The juggling act succeeds thanks largely to two exceptional performing talents. Jonathan Ollivier's Heathcliff not only fills the physical requirements of height, brooding looks and rough athleticism, but he understands the power of understatement. Charlotte Talbot for her part shows Cathy as more than merely a wild thing tamed by society. We believe in her dangerous bond with Heathcliff because of the sheer abandon in the way she dances with him. Yet she also reveals her need for Edgar's civilised world.

Any simplification comes in the story's editing. Nixon had little choice but to telescope the action to key scenes – on the moor, in the Earnshaws' kitchen, the Lintons' party, the wedding – but inserts a clever linking device in two additional sets of Cathy/Heathcliffs: as children and adolescents. Their rumbustious, free-wheeling duets act as a taunting memory for the adult lovers, a flashback to the companionship they have lost. They also contain the evening's loveliest choreography.

Less successful are the episodes that rely on naturalistic acting. The violent family row that erupts when Cathy first brings Edgar home tips uncomfortably into melodrama, prompting giggles on Monday night when Cathy's brother took a horsewhip to Heathcliff's bottom. Sensibly, Nixon channels most of the dramatic incident into dance, to riveting effect in the case of Heathcliff's brutal importuning of Isabella.

The designs, by Ali Allen, are efficient and nicely spare, supplying just the right degree of wutheringness as well as quiet belches of moorland fog (Royal Opera House take note). Alas the orchestral score by Claude-Michel Schonberg of Les Mis fame is a let-down. It romps along in blowzily predictable ways without once injecting any hint of menace or pain. Nixon's dance treatment may give only a glimpse of the emotional scope of the book, but it isn't afraid to tackle the ugly bits.

The new Laban Centre building on London's Creekside, officially opened eight weeks ago and already humming as a dance school, is only just getting into its stride as a performance venue. Designed by Herzog & de Meuron, the architects who did Tate Modern, it's hard to miss, glowing like an opalescent spaceship in the murky industrial wastelands bordering Greenwich. Which is just as well given that there are no signs to it from the station. You see it, but have no idea how to get to it.

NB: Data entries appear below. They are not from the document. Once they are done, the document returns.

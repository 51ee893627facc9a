//! In-memory wallet transport for tests

use super::{Transport, TransferReceipt, WalletEvent, EVENT_CHANNEL_CAPACITY};
use crate::network::chains;
use crate::{Error, Result};
use alloy::primitives::{address, keccak256, Address, TxHash, U256};
use alloy::rpc::types::TransactionRequest;
use async_trait::async_trait;
use std::collections::HashMap;
use std::sync::{Arc, Mutex, MutexGuard};
use tokio::sync::broadcast;

pub const TEST_ACCOUNT: Address = address!("f39fd6e51aad88f6f4ce6ab8827279cfffb92266");

struct MockState {
    accounts: Vec<Address>,
    authorized: bool,
    chain_id: u64,
    /// Chain reported by `chain_id()` regardless of switches, when set
    reported_chain: Option<u64>,
    supported_chains: Vec<u64>,
    balances: HashMap<u64, U256>,
    reject_accounts: bool,
    reject_switch: bool,
    fail_chain_queries: bool,
    revert: bool,
    withhold_receipts: bool,
    sent: Vec<TransactionRequest>,
    receipts: HashMap<TxHash, TransferReceipt>,
}

/// Scriptable wallet transport
pub struct MockTransport {
    state: Mutex<MockState>,
    events: broadcast::Sender<WalletEvent>,
}

impl MockTransport {
    /// Wallet on `chain_id` with one account that has not been authorized yet
    pub fn new(chain_id: u64) -> Arc<Self> {
        let (events, _) = broadcast::channel(EVENT_CHANNEL_CAPACITY);
        let mut balances = HashMap::new();
        balances.insert(chains::MAINNET, U256::from(3_000_000_000_000_000_000u128));
        balances.insert(chains::HOLESKY, U256::from(1_500_000_000_000_000_000u128));
        balances.insert(chains::SEPOLIA, U256::from(2_000_000_000_000_000_000u128));

        Arc::new(Self {
            state: Mutex::new(MockState {
                accounts: vec![TEST_ACCOUNT],
                authorized: false,
                chain_id,
                reported_chain: None,
                supported_chains: vec![chains::MAINNET, chains::HOLESKY, chains::SEPOLIA],
                balances,
                reject_accounts: false,
                reject_switch: false,
                fail_chain_queries: false,
                revert: false,
                withhold_receipts: false,
                sent: Vec::new(),
                receipts: HashMap::new(),
            }),
            events,
        })
    }

    /// Wallet on `chain_id` whose account is already authorized
    pub fn connected(chain_id: u64) -> Arc<Self> {
        let mock = Self::new(chain_id);
        mock.lock().authorized = true;
        mock
    }

    fn lock(&self) -> MutexGuard<'_, MockState> {
        self.state.lock().unwrap()
    }

    pub fn account(&self) -> Address {
        self.lock().accounts[0]
    }

    /// Change chain silently, as if the wallet moved without telling anyone
    pub fn set_chain_id(&self, chain_id: u64) {
        self.lock().chain_id = chain_id;
    }

    /// Make `chain_id()` report this chain no matter what
    pub fn report_chain(&self, chain_id: u64) {
        self.lock().reported_chain = Some(chain_id);
    }

    pub fn set_balance(&self, chain_id: u64, wei: U256) {
        self.lock().balances.insert(chain_id, wei);
    }

    pub fn set_accounts(&self, accounts: Vec<Address>) {
        self.lock().accounts = accounts;
    }

    pub fn reject_account_requests(&self) {
        self.lock().reject_accounts = true;
    }

    pub fn reject_switches(&self) {
        self.lock().reject_switch = true;
    }

    pub fn fail_chain_queries(&self, fail: bool) {
        self.lock().fail_chain_queries = fail;
    }

    pub fn revert_transactions(&self) {
        self.lock().revert = true;
    }

    pub fn withhold_receipts(&self) {
        self.lock().withhold_receipts = true;
    }

    pub fn sent(&self) -> Vec<TransactionRequest> {
        self.lock().sent.clone()
    }

    /// Fire a wallet event to all subscribers
    pub fn emit(&self, event: WalletEvent) {
        let _ = self.events.send(event);
    }
}

#[async_trait]
impl Transport for MockTransport {
    async fn request_accounts(&self) -> Result<Vec<Address>> {
        let mut state = self.lock();
        if state.reject_accounts {
            return Err(Error::Rejected("User rejected the request".to_string()));
        }
        state.authorized = true;
        Ok(state.accounts.clone())
    }

    async fn accounts(&self) -> Result<Vec<Address>> {
        let state = self.lock();
        Ok(if state.authorized {
            state.accounts.clone()
        } else {
            Vec::new()
        })
    }

    async fn chain_id(&self) -> Result<u64> {
        let state = self.lock();
        if state.fail_chain_queries {
            return Err(Error::Provider("connection reset".to_string()));
        }
        Ok(state.reported_chain.unwrap_or(state.chain_id))
    }

    async fn balance(&self, _account: Address) -> Result<U256> {
        let state = self.lock();
        Ok(state
            .balances
            .get(&state.chain_id)
            .copied()
            .unwrap_or(U256::ZERO))
    }

    async fn switch_chain(&self, chain_id: u64) -> Result<()> {
        {
            let mut state = self.lock();
            if state.reject_switch {
                return Err(Error::Rejected("User rejected the request".to_string()));
            }
            if !state.supported_chains.contains(&chain_id) {
                return Err(Error::UnsupportedChain(chain_id));
            }
            state.chain_id = chain_id;
        }
        self.emit(WalletEvent::ChainChanged(chain_id));
        Ok(())
    }

    async fn send_transaction(&self, tx: TransactionRequest) -> Result<TxHash> {
        let mut state = self.lock();
        let nonce = state.sent.len() as u64;
        let hash = keccak256(nonce.to_be_bytes());
        state.sent.push(tx);
        if !state.withhold_receipts {
            let success = !state.revert;
            state.receipts.insert(
                hash,
                TransferReceipt {
                    hash,
                    block_number: Some(100 + nonce),
                    success,
                },
            );
        }
        Ok(hash)
    }

    async fn receipt(&self, hash: TxHash) -> Result<Option<TransferReceipt>> {
        Ok(self.lock().receipts.get(&hash).cloned())
    }

    fn subscribe(&self) -> broadcast::Receiver<WalletEvent> {
        self.events.subscribe()
    }

    fn listener_count(&self) -> usize {
        self.events.receiver_count()
    }
}
//! Supported networks
//!
//! A fixed table of symbolic name → chain id, plus the subset of chains whose
//! change notifications the session reacts to.

use serde::{Deserialize, Serialize};
use std::fmt;

/// Chain ID constants
pub mod chains {
    pub const MAINNET: u64 = 1;
    pub const HOLESKY: u64 = 17000;
    pub const SEPOLIA: u64 = 11155111;
}

/// Name reported for chain ids missing from the registry
pub const UNKNOWN_NETWORK: &str = "unknown";

/// A network as reported by the provider: symbolic name plus chain id
#[derive(Debug, Clone, PartialEq, Eq, Hash, Serialize, Deserialize)]
pub struct Network {
    pub name: String,
    pub chain_id: u64,
}

impl Network {
    pub fn new(name: impl Into<String>, chain_id: u64) -> Self {
        Self {
            name: name.into(),
            chain_id,
        }
    }
}

impl fmt::Display for Network {
    fn fmt(&self, f: &mut fmt::Formatter<'_>) -> fmt::Result {
        write!(f, "{} ({})", self.name, self.chain_id)
    }
}

/// Registry of known networks and the notification allow-list
#[derive(Debug, Clone, PartialEq, Eq, Serialize, Deserialize)]
pub struct Networks {
    /// Known networks, in display order
    pub known: Vec<Network>,
    /// Names of networks whose change notifications are acted on
    pub watched: Vec<String>,
}

impl Networks {
    /// Look up a network by chain id, falling back to [`UNKNOWN_NETWORK`]
    pub fn resolve(&self, chain_id: u64) -> Network {
        self.known
            .iter()
            .find(|n| n.chain_id == chain_id)
            .cloned()
            .unwrap_or_else(|| Network::new(UNKNOWN_NETWORK, chain_id))
    }

    /// Look up a chain id by (case-insensitive) name
    pub fn chain_id(&self, name: &str) -> Option<u64> {
        self.known
            .iter()
            .find(|n| n.name.eq_ignore_ascii_case(name))
            .map(|n| n.chain_id)
    }

    /// Whether change notifications for this chain should be processed
    pub fn is_watched(&self, chain_id: u64) -> bool {
        self.watched
            .iter()
            .filter_map(|name| self.chain_id(name))
            .any(|id| id == chain_id)
    }

    /// Networks in the allow-list, resolved to chain ids
    pub fn watched_networks(&self) -> Vec<Network> {
        self.watched
            .iter()
            .filter_map(|name| self.chain_id(name).map(|id| self.resolve(id)))
            .collect()
    }
}

impl Default for Networks {
    fn default() -> Self {
        Self {
            known: vec![
                Network::new("mainnet", chains::MAINNET),
                Network::new("holesky", chains::HOLESKY),
                Network::new("sepolia", chains::SEPOLIA),
            ],
            watched: vec!["holesky".to_string(), "sepolia".to_string()],
        }
    }
}
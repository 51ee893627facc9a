//! Ether amount formatting and parsing

use crate::{Error, Result};
use alloy::primitives::utils;
use alloy::primitives::U256;

/// Decimals of the native token
pub const ETHER_DECIMALS: u8 = 18;

/// Format a wei amount in ether, always keeping one fractional digit
///
/// `1.5 ETH` renders as `"1.5"`, `2 ETH` as `"2.0"`, zero as `"0.0"`.
pub fn format_ether(value: U256) -> String {
    format_units(value, ETHER_DECIMALS as u32)
}

/// Format a U256 value with decimals
pub fn format_units(value: U256, decimals: u32) -> String {
    let divisor = U256::from(10).pow(U256::from(decimals));
    let whole = value / divisor;
    let remainder = value % divisor;

    if remainder.is_zero() {
        return format!("{}.0", whole);
    }

    let remainder_str = format!("{:0>width$}", remainder, width = decimals as usize);
    format!("{}.{}", whole, remainder_str.trim_end_matches('0'))
}

/// Parse a decimal ether string (e.g. `"0.01"`) into wei
pub fn parse_ether(value: &str) -> Result<U256> {
    utils::parse_ether(value.trim())
        .map_err(|e| Error::InvalidArgument(format!("Invalid ether amount '{}': {}", value, e)))
}
//! Wallet provider boundary
//!
//! The session never talks to a chain directly. Everything goes through an
//! injected [`Transport`] (the wallet itself, EIP-1193 shaped) wrapped in a
//! [`WalletProvider`] connection handle.
//!
//! - [`WalletEnvironment`]: where a transport may or may not be injected
//! - [`Transport`]: account access, chain queries, chain switch, sending
//! - [`WalletProvider`]: typed connection handle with a `network` event channel
//! - [`RpcWallet`]: alloy-backed transport signing with a local key

mod handle;
#[cfg(test)]
pub(crate) mod mock;
mod rpc;

pub use handle::WalletProvider;
pub use rpc::{LocalEnvironment, RpcWallet};

use crate::Result;
use alloy::primitives::{Address, TxHash, U256};
use alloy::rpc::types::TransactionRequest;
use async_trait::async_trait;
use serde::Serialize;
use std::sync::Arc;
use tokio::sync::broadcast;

/// Capacity of event channels; slow listeners past this see `Lagged`
pub const EVENT_CHANNEL_CAPACITY: usize = 16;

/// Events fired by the wallet itself
#[derive(Debug, Clone, PartialEq, Eq)]
pub enum WalletEvent {
    /// The wallet moved to another chain (`chainChanged`)
    ChainChanged(u64),
    /// The set of exposed accounts changed (`accountsChanged`)
    AccountsChanged(Vec<Address>),
}

/// Outcome of a mined transaction
#[derive(Debug, Clone, PartialEq, Eq, Serialize)]
pub struct TransferReceipt {
    pub hash: TxHash,
    pub block_number: Option<u64>,
    /// False when the transaction reverted
    pub success: bool,
}

/// The injected wallet transport
#[async_trait]
pub trait Transport: Send + Sync {
    /// Ask the user for account access (`eth_requestAccounts`)
    async fn request_accounts(&self) -> Result<Vec<Address>>;

    /// Accounts already authorized (`eth_accounts`); empty when none
    async fn accounts(&self) -> Result<Vec<Address>>;

    /// Current chain id (`eth_chainId`)
    async fn chain_id(&self) -> Result<u64>;

    /// Native balance in wei (`eth_getBalance`)
    async fn balance(&self, account: Address) -> Result<U256>;

    /// Move the wallet to another chain (`wallet_switchEthereumChain`)
    async fn switch_chain(&self, chain_id: u64) -> Result<()>;

    /// Sign and broadcast a transaction, returning its hash
    async fn send_transaction(&self, tx: TransactionRequest) -> Result<TxHash>;

    /// Receipt for a transaction, `None` while still pending
    async fn receipt(&self, hash: TxHash) -> Result<Option<TransferReceipt>>;

    /// Subscribe to wallet events; dropping the receiver unsubscribes
    fn subscribe(&self) -> broadcast::Receiver<WalletEvent>;

    /// Number of live wallet event subscriptions
    #[cfg(test)]
    fn listener_count(&self) -> usize;
}

/// Execution environment that may carry an injected wallet
pub trait WalletEnvironment: Send + Sync {
    /// The injected transport, if a wallet is installed
    fn injected(&self) -> Option<Arc<dyn Transport>>;
}

impl WalletEnvironment for Option<Arc<dyn Transport>> {
    fn injected(&self) -> Option<Arc<dyn Transport>> {
        self.clone()
    }
}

But it's worth persevering for the pleasure of sampling the liquorice allsort colour-blast of its interior: a great sloping entrance walk bordered with runway lights, shocking pink asymmetrical walls, thick black coils of spiral stairs, and a mural by the artist Michael Craig-Martin. Other attractions include a creekside café, a moss garden (not yet mossy), and a 300-seat theatre, perfectly proportioned for the kind of independent contemporary dance that Laban students hope to produce in the future.

I used my visit to check up on Henri Oguike's current programme, which suffered electrical glitches when I reviewed it earlier in the tour. In Laban's perfectly equipped theatre his Dido and Aeneas was transformed, the recorded music cue-perfect, and every detail of the movement etched in bold. What struck me afresh was the audacity of Oguike's imagination – his Dido entering in darkness and silence before flinging her clenched fists wide with a sharp exhalation of breath, as Purcell's opening chorus bursts forth and lights blaze. This is ballsy stuff indeed.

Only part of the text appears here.